Di certo c'è che per lunghe ore dopo l'attacco di stamattina Casa Bianca e Dipartimento di Stato sono rimasti in silenzio. Probabilmente nient'affatto rassicurati dalle parole del ministro degli Esteri Serghei Lavrov sul fatto che Mosca sia «impegnata a rispettare la dichiarazione delle cinque potenze nucleari secondo cui la guerra nucleare è inaccettabile». L'ultima parola, su questo come su tutto il resto, spetta sempre a Putin.

Il ponte dello zar che collega la Russia alla Crimea

Ha poco più di quattro anni il famoso ponte Kerch, l'infrastruttura strategica per l'approvvigionamento che collega la Russia alla Crimea, danneggiato oggi da un'esplosione.

Gioiello della tecnologia russa, costato a Mosca 3,7 miliardi di dollari d'investimento, il ponte, lungo quasi 19 chilometri, è composto da un doppio viadotto, sia stradale che ferroviario, ed è l'unica via di collegamento diretta tra la penisola annessa nel 2014 e la regione russa di Krasnodar. È il ponte più lungo sia della Russia sia dell'Europa e presenta soluzioni ingegneristiche all'avanguardia ideate per domare le potenti correnti dello stretto e il fondale melmoso.
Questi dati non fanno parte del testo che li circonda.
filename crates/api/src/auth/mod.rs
pub mod jwt;
pub mod password;
//! Repository for the `irrigation_logs` table. Append-only.

use sqlx::PgPool;

use agriops_core::types::DbId;

use crate::models::irrigation_log::{IrrigationLog, IrrigationLogWithField};

const COLUMNS: &str = "id, field_id, moisture_deficit, recorded_by_id, created_at";

/// Cap on rows returned by the listing endpoint.
const LIST_LIMIT: i64 = 100;

pub struct IrrigationLogRepo;

impl IrrigationLogRepo {
    /// Append a reading, returning the stored row.
    pub async fn create(
        pool: &PgPool,
        field_id: DbId,
        moisture_deficit: f64,
        recorded_by_id: DbId,
    ) -> Result<IrrigationLog, sqlx::Error> {
        let query = format!(
            "INSERT INTO irrigation_logs (field_id, moisture_deficit, recorded_by_id) \
             VALUES ($1, $2, $3) \
             RETURNING {COLUMNS}"
        );
        sqlx::query_as::<_, IrrigationLog>(&query)
            .bind(field_id)
            .bind(moisture_deficit)
            .bind(recorded_by_id)
            .fetch_one(pool)
            .await
    }

    /// The `limit` most recent readings for a field, newest first.
    ///
    /// This is the escalation evaluator's rolling window; it is not isolated
    /// from concurrent writes.
    pub async fn recent_for_field(
        pool: &PgPool,
        field_id: DbId,
        limit: i64,
    ) -> Result<Vec<IrrigationLog>, sqlx::Error> {
        let query = format!(
            "SELECT {COLUMNS} FROM irrigation_logs \
             WHERE field_id = $1 \
             ORDER BY created_at DESC, id DESC \
             LIMIT $2"
        );
        sqlx::query_as::<_, IrrigationLog>(&query)
            .bind(field_id)
            .bind(limit)
            .fetch_all(pool)
            .await
    }

    /// List readings joined with field and recorder, newest first, capped at
    /// 100 rows, optionally filtered by field.
    pub async fn list(
        pool: &PgPool,
        field_id: Option<DbId>,
    ) -> Result<Vec<IrrigationLogWithField>, sqlx::Error> {
        let query = "SELECT il.id, il.field_id, il.moisture_deficit, il.recorded_by_id, il.created_at, \
                    f.name AS field_name, f.crop_type, u.full_name AS recorded_by_name \
             FROM irrigation_logs il \
             JOIN fields f ON f.id = il.field_id \
             JOIN users u ON u.id = il.recorded_by_id \
             WHERE ($1::BIGINT IS NULL OR il.field_id = $1) \
             ORDER BY il.created_at DESC \
             LIMIT $2";
        sqlx::query_as::<_, IrrigationLogWithField>(query)
            .bind(field_id)
            .bind(LIST_LIMIT)
            .fetch_all(pool)
            .await
    }
}
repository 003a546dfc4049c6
use crate::auth::jwt::JwtConfig;

/// Server configuration loaded from environment variables.
///
/// All fields except the JWT secret have defaults suitable for local
/// development. In production, override via environment variables.
#[derive(Debug, Clone)]
pub struct ServerConfig {
    /// Bind address (default: `0.0.0.0`).
    pub host: String,
    /// Bind port (default: `3000`).
    pub port: u16,
    /// Allowed CORS origins, parsed from comma-separated `CORS_ORIGINS`.
    pub cors_origins: Vec<String>,
    /// HTTP request timeout in seconds (default: `30`).
    pub request_timeout_secs: u64,
    /// Shared secret for the `/internal` reporting routes. When unset, the
    /// internal routes reject every request.
    pub internal_api_token: Option<String>,
    /// JWT token configuration (secret, expiry).
    pub jwt: JwtConfig,
}

impl ServerConfig {
    /// Load configuration from environment variables with defaults.
    ///
    /// | Env Var                | Default                    |
    /// |------------------------|----------------------------|
    /// | `HOST`                 | `0.0.0.0`                  |
    /// | `PORT`                 | `3000`                     |
    /// | `CORS_ORIGINS`         | `http://localhost:5173`    |
    /// | `REQUEST_TIMEOUT_SECS` | `30`                       |
    /// | `INTERNAL_API_TOKEN`   | unset (routes disabled)    |
    pub fn from_env() -> Self {
        let host = std::env::var("HOST").unwrap_or_else(|_| "0.0.0.0".into());

        let port: u16 = std::env::var("PORT")
            .unwrap_or_else(|_| "3000".into())
            .parse()
            .expect("PORT must be a valid u16");

        let cors_origins: Vec<String> = std::env::var("CORS_ORIGINS")
            .unwrap_or_else(|_| "http://localhost:5173".into())
            .split(',')
            .map(|s| s.trim().to_string())
            .filter(|s| !s.is_empty())
            .collect();

        let request_timeout_secs: u64 = std::env::var("REQUEST_TIMEOUT_SECS")
            .unwrap_or_else(|_| "30".into())
            .parse()
            .expect("REQUEST_TIMEOUT_SECS must be a valid u64");

        let internal_api_token = std::env::var("INTERNAL_API_TOKEN")
            .ok()
            .filter(|t| !t.is_empty());

        let jwt = JwtConfig::from_env();

        Self {
            host,
            port,
            cors_origins,
            request_timeout_secs,
            internal_api_token,
            jwt,
        }
    }
}
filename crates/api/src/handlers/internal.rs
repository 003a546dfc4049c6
//! Internal reporting endpoints for the automation integration.
//!
//! Authenticated by a shared `x-internal-token` header, not by user JWTs.

use axum::extract::State;
use axum::http::HeaderMap;
use axum::response::IntoResponse;
use axum::Json;

use agriops_core::error::CoreError;
use agriops_db::repositories::SummaryRepo;

use crate::error::{AppError, AppResult};
use crate::response::DataResponse;
use crate::state::AppState;

/// GET /internal/daily-summary
///
/// Daily operations statistics: incident totals, open remediation tasks,
/// and the number of fields with a critical reading in the last 24 hours.
pub async fn daily_summary(
    State(state): State<AppState>,
    headers: HeaderMap,
) -> AppResult<impl IntoResponse> {
    let provided = headers
        .get("x-internal-token")
        .and_then(|v| v.to_str().ok());

    let expected = state.config.internal_api_token.as_deref();

    // Not a constant-time comparison. The token gates read-only reporting;
    // switch to a constant-time check before it guards anything mutating.
    match (provided, expected) {
        (Some(p), Some(e)) if p == e => {}
        _ => {
            return Err(AppError::Core(CoreError::Unauthorized(
                "Invalid internal token".into(),
            )));
        }
    }

    let summary = SummaryRepo::daily_summary(&state.pool).await?;

    tracing::info!("Daily summary fetched");

    Ok(Json(DataResponse { data: summary }))
}
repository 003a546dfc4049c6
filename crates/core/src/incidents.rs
//! Incident vocabulary and request-body validation helpers.

use crate::error::CoreError;

pub const INCIDENT_STATUS_OPEN: &str = "OPEN";
pub const INCIDENT_STATUS_IN_PROGRESS: &str = "IN_PROGRESS";
pub const INCIDENT_STATUS_RESOLVED: &str = "RESOLVED";

pub const ALL_INCIDENT_TYPES: [&str; 4] = [
    "CROP_DISEASE",
    "EQUIPMENT_FAILURE",
    "IRRIGATION_FAILURE",
    "EMERGENCY_EVENT",
];

pub const ALL_INCIDENT_SEVERITIES: [&str; 3] = ["LOW", "MEDIUM", "HIGH"];

pub fn validate_incident_type(incident_type: &str) -> Result<(), CoreError> {
    if ALL_INCIDENT_TYPES.contains(&incident_type) {
        Ok(())
    } else {
        Err(CoreError::Validation(format!(
            "Unknown incident type: {incident_type}"
        )))
    }
}

pub fn validate_incident_severity(severity: &str) -> Result<(), CoreError> {
    if ALL_INCIDENT_SEVERITIES.contains(&severity) {
        Ok(())
    } else {
        Err(CoreError::Validation(format!(
            "Unknown incident severity: {severity}"
        )))
    }
}

/// Status transitions a caller may request; `OPEN` is assigned only at
/// creation time.
pub fn validate_incident_status_update(status: &str) -> Result<(), CoreError> {
    if status == INCIDENT_STATUS_IN_PROGRESS || status == INCIDENT_STATUS_RESOLVED {
        Ok(())
    } else {
        Err(CoreError::Validation(format!(
            "Invalid incident status update: {status}"
        )))
    }
}

#[cfg(test)]
mod tests {
    use super::*;

    #[test]
    fn known_types_and_severities_pass() {
        assert!(validate_incident_type("CROP_DISEASE").is_ok());
        assert!(validate_incident_severity("HIGH").is_ok());
    }

    #[test]
    fn unknown_values_fail() {
        assert!(validate_incident_type("FLOOD").is_err());
        assert!(validate_incident_severity("SEVERE").is_err());
    }

    #[test]
    fn open_is_not_a_valid_update_target() {
        assert!(validate_incident_status_update("OPEN").is_err());
        assert!(validate_incident_status_update("RESOLVED").is_ok());
    }
}
//! Repository for the `fields` table.

use sqlx::PgPool;

use agriops_core::types::DbId;

use crate::models::field::{CreateField, Field, UpdateField};

const COLUMNS: &str =
    "id, name, crop_type, warning_threshold, critical_threshold, created_at, updated_at";

/// Default warning threshold applied when a field is created without one.
const DEFAULT_WARNING_THRESHOLD: f64 = 10.0;

/// Default critical threshold applied when a field is created without one.
const DEFAULT_CRITICAL_THRESHOLD: f64 = 15.0;

pub struct FieldRepo;

impl FieldRepo {
    /// Create a field, applying threshold defaults when absent.
    pub async fn create(pool: &PgPool, input: &CreateField) -> Result<Field, sqlx::Error> {
        let query = format!(
            "INSERT INTO fields (name, crop_type, warning_threshold, critical_threshold) \
             VALUES ($1, $2, $3, $4) \
             RETURNING {COLUMNS}"
        );
        sqlx::query_as::<_, Field>(&query)
            .bind(&input.name)
            .bind(&input.crop_type)
            .bind(input.warning_threshold.unwrap_or(DEFAULT_WARNING_THRESHOLD))
            .bind(
                input
                    .critical_threshold
                    .unwrap_or(DEFAULT_CRITICAL_THRESHOLD),
            )
            .fetch_one(pool)
            .await
    }

    /// Look up a field by id; returns its configured thresholds for the
    /// status classifier.
    pub async fn find_by_id(pool: &PgPool, id: DbId) -> Result<Option<Field>, sqlx::Error> {
        let query = format!("SELECT {COLUMNS} FROM fields WHERE id = $1");
        sqlx::query_as::<_, Field>(&query)
            .bind(id)
            .fetch_optional(pool)
            .await
    }

    pub async fn list(pool: &PgPool) -> Result<Vec<Field>, sqlx::Error> {
        let query = format!("SELECT {COLUMNS} FROM fields ORDER BY created_at DESC");
        sqlx::query_as::<_, Field>(&query).fetch_all(pool).await
    }

    pub async fn update(
        pool: &PgPool,
        id: DbId,
        input: &UpdateField,
    ) -> Result<Option<Field>, sqlx::Error> {
        let query = format!(
            "UPDATE fields SET \
                 name = COALESCE($2, name), \
                 crop_type = COALESCE($3, crop_type), \
                 warning_threshold = COALESCE($4, warning_threshold), \
                 critical_threshold = COALESCE($5, critical_threshold), \
                 updated_at = NOW() \
             WHERE id = $1 \
             RETURNING {COLUMNS}"
        );
        sqlx::query_as::<_, Field>(&query)
            .bind(id)
            .bind(&input.name)
            .bind(&input.crop_type)
            .bind(input.warning_threshold)
            .bind(input.critical_threshold)
            .fetch_optional(pool)
            .await
    }

    /// Delete a field. Returns `true` when a row was removed.
    pub async fn delete(pool: &PgPool, id: DbId) -> Result<bool, sqlx::Error> {
        let result = sqlx::query("DELETE FROM fields WHERE id = $1")
            .bind(id)
            .execute(pool)
            .await?;
        Ok(result.rows_affected() > 0)
    }
}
L'apertura al pubblico in pompa magna avvenne il 15 maggio del 2018 in presenza dello stesso presidente russo Vladimir Putin che si mise alla guida di un camion attraversando il troncone dedicato al traffico veicolare.

Terminato con sei mesi di anticipo rispetto alla tabella di marcia, il ponte era stato da sempre un sogno dei leader del Cremlino, già dall'epoca zarista, per collegare la penisola alla madre patria russa. La sua costruzione ha permesso a Mosca di avere il pieno controllo delle acque del mare di Azov e del transito in queste aree attraverso lo Stretto di Kerch.

Una linea logistica cruciale per Mosca soprattutto dal 24 febbraio in poi, per far transitare più facilmente armi, munizioni ma anche rifornimenti di carburante verso le aree calde del conflitto, in particolare nella regione di Kherson, riducendo i tempi rispetto ai traghetti che d'inverno si trovano ad affrontare condizioni proibitive per i venti ed il mare impetuoso.